Wednesday, March 3, 2010

Sweet Pea and the Daddy Long Legs

I.

I almost lost my tongue when I was eight years old
When I fell what must have been a hundred feet
From a swing overlooking
A slight hill covered in dead leaves.

Scratches on my hands and chin
And sore teeth made me think that I
Couldn’t have fallen any further if I tried.
And I could have tried.
I could have flung myself out
Across the lake across the road
Where we fished with cornflake crumbs
And a piece of seaweed tied to a stick.
I could have flung myself over and across
The hedges and the fence and the stone wall
To the neighbor’s house, and they
Would have received me with tea
And cookies I couldn’t eat.

It was the result of overambition,
Both on my part and my father’s.
He wanted to see my feet soar so high
In the air that I would come back down
And tell him about my conversations with the birds.
I only wanted my first
Taste of circus life, so I begged him
To please attach a trapeze bar to the green plastic
Swing in the backyard,
So I could slide off the seat of the swing
In midair and, white knuckled,
Suspend myself in the wind.
This may have been his idea and not mine.

When we drive by,
I wonder what the new children did
With the swing, which was never
How we had left it, with the trapeze still attached,
But instead presumably tucked away into some dark cellar
In which I was never allowed.


II.

I knew even then that daddy longlegs could kill you
If their teeth were sharper.
If a daddy longlegs bit me, it would be as if
It was biting a brick wall.
The thought made my teeth ache.
I kept them as pets in the fort in my backyard
That my father made for me out of duct tape
And two giant cardboard boxes
That had once held watermelon in the supermarket.
He asked for them one day when we went
To buy lunch meat; they kept them around back
Where they unloaded all the food from the trucks.
He asked nicely and they gave him two.

After a week my fort was damp
And pine needles carpeted the bottom, just like
Everything else.
After the rains,
The daddy longlegs came.
I gave them names and watched them crawl
Around the edges, trying to escape,
And I was fiercely proud that I was not
Afraid.
The daddy longlegs stayed until daddy
Took the fort apart, saying it was moldy
And soggy. I asked him to make me
Another one, and he agreed,
But he never did.
I was not angry.

I found the daddy longlegs again
Scrambling through the pine needles
On the front porch.


III.

I had heard of kids
Getting sucked down the drain,
Alligators crawling up and eating
Their toes while they sat
And splashed contentedly in the bath.
I knew that this drain in particular was big enough
To compromise my safety, and that either of
These scenarios was very possible. In the bath,
I kept an eye on the tan rubber drainstop
To make sure it stayed in place.
The bathtub always smelled like mildew
And old skin.

When I finished my bath,
My mother would swaddle me in a giant
Green bath towel, a warm reward
For another bathtub tragedy heroically avoided.
My father would carry me in his arms
To my bedroom, which I shared with no one,
And he would turn on my lava lamp for me
So the soft green glow would comfort me if
I woke up in the night.
I was small enough to get lost
In his arms, but not small enough
To slip down the drain.


IV.

Together, my father, my mother
And I (as my brother looked on,
Sleepily),
We dug a hole
So deep I could stand in it and watch the world
Through the grass.
I pulled out stone after large, grey stone
Until my fingernails were ragged and brown
(Which made me proud)
And my father made a joke about God
Throwing rocks at New England on the seventh day.

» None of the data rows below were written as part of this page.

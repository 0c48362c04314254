//! Recursive-descent parser with precedence climbing and statement-boundary
//! error recovery.
//!
//! `parse(source)` never panics on malformed input: a `ParseError` is
//! recorded and the parser synchronizes to the next plausible statement
//! start, so a single malformed statement does not prevent the rest of the
//! file from being analyzed.

use crate::ast::{BinaryOp, Expr, ForInit, Param, Program, Stmt, UnaryOp};
use crate::lexer::{lex, Pos, Token, TokenKind};

#[derive(Debug, Clone, PartialEq)]
pub struct ParseError {
    pub token: Token,
    pub message: String,
}

impl ParseError {
    pub fn pos(&self) -> Pos {
        self.token.pos()
    }
}

impl std::fmt::Display for ParseError {
    fn fmt(&self, f: &mut std::fmt::Formatter<'_>) -> std::fmt::Result {
        write!(
            f,
            "Parse error at {}: {}",
            self.token.pos(),
            self.message
        )
    }
}

/// Internal control-flow signal for a failed production; the actual
/// diagnostic has already been pushed onto `Parser::errors` by the time
/// this is returned.
struct Bail;

type PResult<T> = Result<T, Bail>;

pub struct Parser {
    tokens: Vec<Token>,
    current: usize,
    pub errors: Vec<ParseError>,
}

/// Parses `source` into a `Program`, collecting parse errors along the way.
/// Always returns a `Program`, possibly with gaps where a statement failed
/// to parse.
pub fn parse(source: &str) -> (Program, Vec<ParseError>) {
    let mut parser = Parser::new(lex(source));
    let program = parser.parse_program();
    (program, parser.errors)
}
#[cfg(test)]
mod tests {
    use super::*;
    use crate::parser::parse;

    fn analyze_src(src: &str) -> SemanticInfo {
        let (program, errors) = parse(src);
        assert!(errors.is_empty(), "unexpected parse errors: {errors:?}");
        analyze(&program)
    }

    #[test]
    fn variable_declaration_is_recorded() {
        let info = analyze_src("var x: Int = 42;");
        let defs = info.definitions.get("x").expect("x should be defined");
        assert_eq!(defs.len(), 1);
        assert_eq!(defs[0].kind, DefinitionKind::Variable);
        assert_eq!(defs[0].type_name, "Int");
        assert_eq!(defs[0].location, Pos::new(1, 1));
        assert!(info.errors.is_empty());
    }

    #[test]
    fn function_and_parameter_and_reference() {
        let info = analyze_src("function f(a: Int) -> Int { return a; } f(1);");
        assert_eq!(info.definitions.get("f").unwrap().len(), 1);
        assert_eq!(info.definitions.get("a").unwrap().len(), 1);

        let f_def = info.definitions["f"][0].clone();
        let a_def = info.definitions["a"][0].clone();

        assert!(info.references.iter().any(|r| r.name == "a" && r.definition.location == a_def.location));
        assert!(info.references.iter().any(|r| r.name == "f" && r.definition.location == f_def.location));
    }

    #[test]
    fn function_signature_detail_is_formatted() {
        let info = analyze_src("function f(a: Int, b: String) -> Boolean { return true; }");
        let def = &info.definitions["f"][0];
        assert_eq!(def.detail, "function f(a: Int, b: String) -> Boolean");
    }

    #[test]
    fn undefined_identifier_is_a_formatted_error() {
        let info = analyze_src("print(missing);");
        assert_eq!(info.errors.len(), 1);
        assert!(info.errors[0].starts_with("Undefined identifier 'missing' at"));
    }

    #[test]
    fn references_every_point_to_a_recorded_definition() {
        let info = analyze_src("var x: Int = 1; var y: Int = x + x;");
        for reference in &info.references {
            let defs = info.definitions.get(&reference.name).unwrap();
            assert!(defs.iter().any(|d| d.location == reference.definition.location));
        }
    }

    #[test]
    fn find_definition_then_find_all_references() {
        let info = analyze_src("var x: Int = 1; var y: Int = x; var z: Int = x;");
        let def = info.find_definition("x", Pos::new(1, 1)).unwrap().clone();
        let refs = info.find_all_references("x", def.location);
        assert_eq!(refs.len(), 2);
        for r in refs {
            assert_eq!(r.definition.location, def.location);
        }
    }

    #[test]
    fn hover_for_builtin_print() {
        let info = analyze_src("print(1);");
        let hover = info.find_hover_info("print", Pos::new(1, 1)).unwrap();
        assert_eq!(hover, "function print: Void\nBuilt-in function: print(value: Any) -> Void");
    }

    #[test]
    fn hover_for_variable_without_detail_has_one_line() {
        let info = analyze_src("var x: Int = 1;");
        let hover = info.find_hover_info("x", Pos::new(1, 1)).unwrap();
        assert_eq!(hover, "variable x: Int");
    }

    #[test]
    fn untyped_variable_records_inferred_placeholder_type_name() {
        let info = analyze_src("var x = 1;");
        assert_eq!(info.definitions["x"][0].type_name, "inferred");
    }

    #[test]
    fn redeclaration_in_same_scope_is_an_error() {
        let info = analyze_src("var x: Int = 1; var x: Int = 2;");
        assert_eq!(info.errors.len(), 1);
        assert!(info.errors[0].contains("already defined"));
    }

    #[test]
    fn shadowing_in_a_nested_scope_records_two_definitions_but_no_error() {
        let info = analyze_src("var x: Int = 1; { var x: Int = 2; }");
        assert!(info.errors.is_empty());
        assert_eq!(info.definitions["x"].len(), 2);
    }

    #[test]
    fn scope_is_restored_after_analysis() {
        let (program, _) = parse("function f(a: Int) -> Int { var b: Int = a; return b; }");
        let mut analyzer = SemanticAnalyzer::new();
        let root_name = analyzer.scope.name();
        analyzer.analyze_program(&program);
        assert_eq!(analyzer.scope.name(), root_name);
    }
}
//! Layout helpers for editors.
//!
//! Pre-validate where each source line lands without running a full assembly.
//! Both helpers are built on [`instruction_size`], so they never disagree with
//! the assembler.

use super::assembler::instruction_size;
use crate::common::MEMORY_SIZE;

/// Returns the start address of every line.
///
/// Lines that begin at or past the end of memory get `None`.
pub fn line_addresses<S: AsRef<str>>(lines: &[S]) -> Vec<Option<u8>> {
    let mut addr = 0usize;
    lines
        .iter()
        .map(|line| {
            let start = u8::try_from(addr).ok();
            addr += instruction_size(line.as_ref());
            start
        })
        .collect()
}

/// Returns how many leading lines fit in memory.
///
/// An editor that truncates its buffer to this many lines holds exactly the
/// program the assembler will build.
pub fn fit_lines<S: AsRef<str>>(lines: &[S]) -> usize {
    let mut used = 0usize;
    lines
        .iter()
        .take_while(|line| {
            let size = instruction_size(line.as_ref());
            if used + size > MEMORY_SIZE {
                false
            } else {
                used += size;
                true
            }
        })
        .count()
}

We filled it with dark brown earth
And earthworms
And planted morning glories and sweet peas
(My namesake)
And vegetables, at my mother’s request
And in perfect accordance with my backwoods farmgirl dreams
In which I made my own clothing and cooked
For the whole family.

My father never forgave them for letting the garden
Wither away. He talks still
About the garden, and the insulation he installed
In the damp basement, and the attic he cleaned,
And the holes in the clapboard he patched,
And the mothball smell he had to shake out of his clothes
At the end of every summer.

I don’t remember watering our garden,
But I do remember waiting for the paper-thin
Pods of morning glory seeds
To dry out
So I could crack them open and scatter them
Into the wind
Which, somehow, was always much more satisfying
From my uncle’s terrace overlooking Madison Avenue
Than from my backyard in Monterey
Overlooking an empty dirt road.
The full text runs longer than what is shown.